Si chiude con un accordo di patteggiamento la vicenda disciplinare che ha coinvolto Marco Tumminello, attaccante in forza al Benevento Calcio. Come reso noto dal comunicato ufficiale della giustizia sportiva, il calciatore ha raggiunto un'intesa con gli organi competenti ai sensi dell'articolo 126 del Codice di Giustizia Sportiva, che prevede appunto la possibilità di definire i procedimenti disciplinari attraverso un accordo tra le parti.

L'esito del patteggiamento stabilisce per Tumminello una squalifica di 45 giorni, cui si aggiunge un'ammenda pecuniaria di 15.000 euro. Il provvedimento colpisce anche la società sannita: il Benevento Calcio è stato infatti sanzionato con un'ammenda di 1.000 euro, importo più contenuto rispetto a quello a carico del giocatore in quanto applicato a titolo di responsabilità oggettiva, ossia per i comportamenti tenuti da un proprio tesserato.

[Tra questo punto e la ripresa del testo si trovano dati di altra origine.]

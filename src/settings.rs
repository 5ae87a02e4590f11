use crate::mapper::model::{
    Color, Map, DEFAULT_FILL_COLOR, DEFAULT_LINE_WIDTH, DEFAULT_STROKE_COLOR,
};
use crate::mapper::ImageMapperProps;
use anyhow::Context;
use serde::{Deserialize, Serialize};
use std::path::{Path, PathBuf};

/// Styling and sizing defaults for the image map plus logging switches.
#[derive(Debug, Clone, PartialEq, Serialize, Deserialize)]
pub struct MapperSettings {
    #[serde(default = "default_fill_color")]
    pub fill_color: Color,
    #[serde(default = "default_stroke_color")]
    pub stroke_color: Color,
    #[serde(default = "default_line_width")]
    pub line_width: f32,
    #[serde(default)]
    pub width: Option<f32>,
    #[serde(default)]
    pub height: Option<f32>,
    /// Highlight areas while hovered.
    #[serde(default)]
    pub active: bool,
    /// Width the area coordinates were authored against.
    #[serde(default)]
    pub img_width: Option<f32>,
    #[serde(default)]
    pub debug_logging: bool,
    #[serde(default)]
    pub log_file: Option<PathBuf>,
}

fn default_fill_color() -> Color {
    DEFAULT_FILL_COLOR
}

fn default_stroke_color() -> Color {
    DEFAULT_STROKE_COLOR
}

fn default_line_width() -> f32 {
    DEFAULT_LINE_WIDTH
}

impl Default for MapperSettings {
    fn default() -> Self {
        Self {
            fill_color: default_fill_color(),
            stroke_color: default_stroke_color(),
            line_width: default_line_width(),
            width: None,
            height: None,
            active: false,
            img_width: None,
            debug_logging: false,
            log_file: None,
        }
    }
}

impl MapperSettings {
    /// Missing or empty files yield the defaults. Invalid values are repaired.
    pub fn load(path: impl AsRef<Path>) -> anyhow::Result<Self> {
        let mut settings = Self::load_unchecked(path)?;
        settings.sanitize();
        Ok(settings)
    }

    /// Like [`MapperSettings::load`] but keeps invalid values as written, so
    /// callers can start logging before [`MapperSettings::sanitize`] reports them.
    pub fn load_unchecked(path: impl AsRef<Path>) -> anyhow::Result<Self> {
        let path = path.as_ref();
        if !path.exists() {
            return Ok(Self::default());
        }
        let content = std::fs::read_to_string(path)
            .with_context(|| format!("read settings file {}", path.display()))?;
        if content.trim().is_empty() {
            return Ok(Self::default());
        }
        serde_json::from_str(&content)
            .with_context(|| format!("deserialize settings file {}", path.display()))
    }

    pub fn save(&self, path: impl AsRef<Path>) -> anyhow::Result<()> {
        let path = path.as_ref();
        if let Some(parent) = path.parent().filter(|p| !p.as_os_str().is_empty()) {
            std::fs::create_dir_all(parent)
                .with_context(|| format!("create settings folder {}", parent.display()))?;
        }
        let json = serde_json::to_string_pretty(self).context("serialize settings")?;
        std::fs::write(path, json)
            .with_context(|| format!("write settings file {}", path.display()))
    }

    /// Replaces a non-positive line width and drops non-finite dimensions.
    pub fn sanitize(&mut self) {
        if !(self.line_width.is_finite() && self.line_width > 0.0) {
            tracing::warn!(
                line_width = self.line_width,
                "invalid line width in settings; using default"
            );
            self.line_width = default_line_width();
        }
        for dim in [&mut self.width, &mut self.height, &mut self.img_width] {
            if dim.is_some_and(|v| !v.is_finite()) {
                *dim = None;
            }
        }
    }

    pub fn to_props(&self, src: impl Into<String>, map: Map) -> ImageMapperProps {
        ImageMapperProps {
            fill_color: self.fill_color,
            stroke_color: self.stroke_color,
            line_width: self.line_width,
            width: self.width,
            height: self.height,
            active: self.active,
            img_width: self.img_width,
            ..ImageMapperProps::new(src, map)
        }
    }
}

Il caso trae origine da un episodio legato ai giorni immediatamente precedenti alla gara di campionato tra Monopoli e Benevento. Nei confronti di Tumminello era stato infatti aperto un procedimento disciplinare la cui motivazione, riportata integralmente nel comunicato, recita testualmente: "in quanto, dopo aver cercato di contattare telefonicamente due volte il sig. B. e pur avendo ricevuto da quest'ultimo un messaggio vocale WhatsApp, nel quale il sig. B. riferiva l'inopportunità di sentirsi telefonicamente nell'imminenza della gara di campionato Monopoli-Benevento, inviava al sig. B. un messaggio vocale dal contenuto inopportuno".

Dalla ricostruzione emerge dunque che il calciatore avrebbe tentato in due occasioni di mettersi in contatto telefonico con il destinatario, identificato nel comunicato solo con l'iniziale "B.". Quest'ultimo avrebbe risposto con un messaggio vocale su WhatsApp, facendo presente come non fosse opportuno un contatto telefonico diretto a ridosso dell'incontro tra Monopoli e Benevento. Nonostante tale indicazione, Tumminello avrebbe comunque fatto recapitare al medesimo interlocutore un ulteriore messaggio vocale, il cui contenuto è stato giudicato inopportuno dagli organi di giustizia sportiva e ha dato origine al deferimento.

La definizione del procedimento tramite patteggiamento consente di chiudere la vicenda senza un dibattimento ordinario, con l'accettazione delle sanzioni da parte del calciatore e, di riflesso, della penale imposta al club per responsabilità oggettiva. Resta da vedere quale sarà l'impatto della squalifica sulla disponibilità di Tumminello per le prossime gare di campionato, elemento che le rispettive società coinvolte dovranno valutare nella programmazione tecnica dei prossimi turni.